Problem requirements:
Search the material below for the word "usize". Copy every line where it is found.

Data:

//! Per-participant cache of answered question indices.

use std::collections::{BTreeSet, HashMap};
use std::sync::{Mutex, PoisonError};

use chrono::{DateTime, Duration, Utc};
use survey_core::model::QuestionIndex;

pub const DEFAULT_ANSWERED_TTL_SECS: i64 = 30;

#[derive(Debug, Clone)]
struct CacheEntry {
    answered: BTreeSet<QuestionIndex>,
    fetched_at: DateTime<Utc>,
}

/// Time-bounded cache keyed by normalized participant key.
///
/// Entries are served while younger than the TTL; callers pass `now` so the
/// services clock drives expiry.
#[derive(Debug)]
pub struct AnsweredCache {
    ttl: Duration,
    entries: Mutex<HashMap<String, CacheEntry>>,
}

impl Default for AnsweredCache {
    fn default() -> Self {
        Self::new(Duration::seconds(DEFAULT_ANSWERED_TTL_SECS))
    }
}

impl AnsweredCache {
    #[must_use]
    pub fn new(ttl: Duration) -> Self {
        Self {
            ttl,
            entries: Mutex::new(HashMap::new()),
        }
    }

    #[must_use]
    pub fn ttl(&self) -> Duration {
        self.ttl
    }

    /// Cached set for `key` if it is still fresh at `now`.
    #[must_use]
    pub fn get(&self, key: &str, now: DateTime<Utc>) -> Option<BTreeSet<QuestionIndex>> {
        let entries = self.entries.lock().unwrap_or_else(PoisonError::into_inner);
        entries
            .get(key)
            .filter(|entry| now.signed_duration_since(entry.fetched_at) < self.ttl)
            .map(|entry| entry.answered.clone())
    }

    pub fn put(&self, key: &str, answered: BTreeSet<QuestionIndex>, now: DateTime<Utc>) {
        let mut entries = self.entries.lock().unwrap_or_else(PoisonError::into_inner);
        entries.insert(
            key.to_owned(),
            CacheEntry {
                answered,
                fetched_at: now,
            },
        );
    }

    pub fn invalidate(&self, key: &str) {
        let mut entries = self.entries.lock().unwrap_or_else(PoisonError::into_inner);
        entries.remove(key);
    }

    pub fn clear(&self) {
        let mut entries = self.entries.lock().unwrap_or_else(PoisonError::into_inner);
        entries.clear();
    }
}
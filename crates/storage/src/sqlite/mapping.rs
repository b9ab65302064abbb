use sqlx::Row;

use crate::repository::{AnswerKeyRow, CellValue, StorageError};

pub(crate) fn ser<E: core::fmt::Display>(e: E) -> StorageError {
    StorageError::Serialization(e.to_string())
}

/// `sqlx` failures on a local file are connection problems, except decode errors.
pub(crate) fn db_err(e: sqlx::Error) -> StorageError {
    match e {
        sqlx::Error::RowNotFound => StorageError::NotFound,
        sqlx::Error::ColumnDecode { .. } | sqlx::Error::Decode(_) => ser(e),
        other => StorageError::Connection(other.to_string()),
    }
}

pub(crate) fn header_to_text(header: &[&str]) -> Result<String, StorageError> {
    serde_json::to_string(header).map_err(ser)
}

pub(crate) fn header_from_text(raw: &str) -> Result<Vec<String>, StorageError> {
    serde_json::from_str(raw).map_err(ser)
}

/// Integer columns are read back through `CAST(.. AS TEXT)`, so every column is a string here.
pub(crate) fn map_table_row(
    row: &sqlx::sqlite::SqliteRow,
    columns: usize,
) -> Result<Vec<String>, StorageError> {
    (0..columns)
        .map(|idx| row.try_get::<String, _>(idx).map_err(ser))
        .collect()
}

pub(crate) fn map_answer_key_row(
    row: &sqlx::sqlite::SqliteRow,
) -> Result<AnswerKeyRow, StorageError> {
    Ok(AnswerKeyRow {
        participant: row.try_get("participant").map_err(ser)?,
        q_index: row.try_get("q_index").map_err(ser)?,
    })
}

/// Integer columns must receive integers; text that does not parse is rejected.
pub(crate) fn cell_as_i64(field: &'static str, cell: &CellValue) -> Result<i64, StorageError> {
    match cell {
        CellValue::Number(n) => Ok(*n),
        CellValue::Text(s) => s
            .trim()
            .parse()
            .map_err(|_| StorageError::Serialization(format!("{field} is not an integer: {s:?}"))),
    }
}

pub(crate) fn cell_as_text(cell: &CellValue) -> String {
    cell.to_cell_string()
}
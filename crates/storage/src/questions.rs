//! Loader for the local question table.

use std::fs::File;
use std::io::Read;
use std::path::{Path, PathBuf};

use survey_core::model::{Question, QuestionIndex};
use thiserror::Error;

/// Accepted header names per column role, in priority order.
const QID_ALIASES: &[&str] = &["qid", "id"];
const QUESTION_ALIASES: &[&str] = &["question", "prompt"];
const ANSWER_ALIASES: &[&str] = &["answer", "model_answer", "response"];

#[derive(Debug, Error)]
#[non_exhaustive]
pub enum QuestionSourceError {
    #[error("cannot read question file {path}: {source}")]
    Io {
        path: PathBuf,
        #[source]
        source: std::io::Error,
    },
    #[error("malformed question file: {0}")]
    Csv(#[from] csv::Error),
    #[error("question file must have columns: qid, question, answer/model_answer (missing: {})", .missing.join(", "))]
    MissingColumns { missing: Vec<&'static str> },
    #[error("question file has more rows than can be numbered")]
    TooManyRows,
}

/// Reads questions from a CSV file with a header row.
#[derive(Debug, Clone)]
pub struct QuestionSource {
    path: PathBuf,
}

impl QuestionSource {
    #[must_use]
    pub fn new(path: impl Into<PathBuf>) -> Self {
        Self { path: path.into() }
    }

    #[must_use]
    pub fn path(&self) -> &Path {
        &self.path
    }

    /// Load all questions, numbering them 1..=N in file order.
    ///
    /// # Errors
    ///
    /// Returns `QuestionSourceError::MissingColumns` when a required column has
    /// no matching header, or I/O and CSV errors.
    pub fn load(&self) -> Result<Vec<Question>, QuestionSourceError> {
        let file = File::open(&self.path).map_err(|source| QuestionSourceError::Io {
            path: self.path.clone(),
            source,
        })?;
        let questions = parse_questions(file)?;
        tracing::info!(
            path = %self.path.display(),
            count = questions.len(),
            "loaded questions"
        );
        Ok(questions)
    }
}

/// Parse questions from any CSV reader.
///
/// # Errors
///
/// Same as [`QuestionSource::load`], minus file opening.
pub fn parse_questions(input: impl Read) -> Result<Vec<Question>, QuestionSourceError> {
    let mut reader = csv::ReaderBuilder::new().flexible(true).from_reader(input);
    let headers: Vec<String> = reader
        .headers()?
        .iter()
        .map(|h| h.trim_start_matches('\u{feff}').trim().to_lowercase())
        .collect();

    let find = |aliases: &[&str]| {
        aliases
            .iter()
            .find_map(|alias| headers.iter().position(|h| h == alias))
    };
    let qid_col = find(QID_ALIASES);
    let question_col = find(QUESTION_ALIASES);
    let answer_col = find(ANSWER_ALIASES);

    let (Some(qid_col), Some(question_col), Some(answer_col)) = (qid_col, question_col, answer_col)
    else {
        let missing = [
            (qid_col, "qid"),
            (question_col, "question"),
            (answer_col, "answer"),
        ]
        .into_iter()
        .filter_map(|(col, role)| col.is_none().then_some(role))
        .collect();
        return Err(QuestionSourceError::MissingColumns { missing });
    };

    let mut questions = Vec::new();
    for (offset, record) in reader.records().enumerate() {
        let record = record?;
        let cell = |idx: usize| record.get(idx).unwrap_or_default().to_owned();
        let index = u32::try_from(offset + 1)
            .ok()
            .and_then(QuestionIndex::new)
            .ok_or(QuestionSourceError::TooManyRows)?;
        questions.push(Question::new(
            index,
            cell(qid_col),
            cell(question_col),
            cell(answer_col),
        ));
    }
    Ok(questions)
}
use crate::model::ids::QuestionIndex;

/// One row of the question table, numbered at load time.
#[derive(Debug, Clone, PartialEq, Eq)]
pub struct Question {
    pub sequence_index: QuestionIndex,
    pub qid: String,
    pub question_text: String,
    pub model_answer: String,
}

impl Question {
    #[must_use]
    pub fn new(
        sequence_index: QuestionIndex,
        qid: impl Into<String>,
        question_text: impl Into<String>,
        model_answer: impl Into<String>,
    ) -> Self {
        Self {
            sequence_index,
            qid: qid.into(),
            question_text: question_text.into(),
            model_answer: model_answer.into(),
        }
    }
}
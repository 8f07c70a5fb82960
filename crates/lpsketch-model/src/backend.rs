use lpsketch_solver::{LpProblem, Solution, Solver};

/// The LP engine a model hands its problem to.
///
/// A status of [`SolutionStatus::Optimal`](lpsketch_solver::SolutionStatus::Optimal)
/// (code `1`) is the only one models accept as solved.
pub trait LpSolver {
    fn solve(&self, problem: &LpProblem) -> Solution;
}

impl LpSolver for Solver {
    fn solve(&self, problem: &LpProblem) -> Solution {
        Solver::solve(self, problem)
    }
}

Result of the task:
    columns: usize,
        let cell = |idx: usize| record.get(idx).unwrap_or_default().to_owned();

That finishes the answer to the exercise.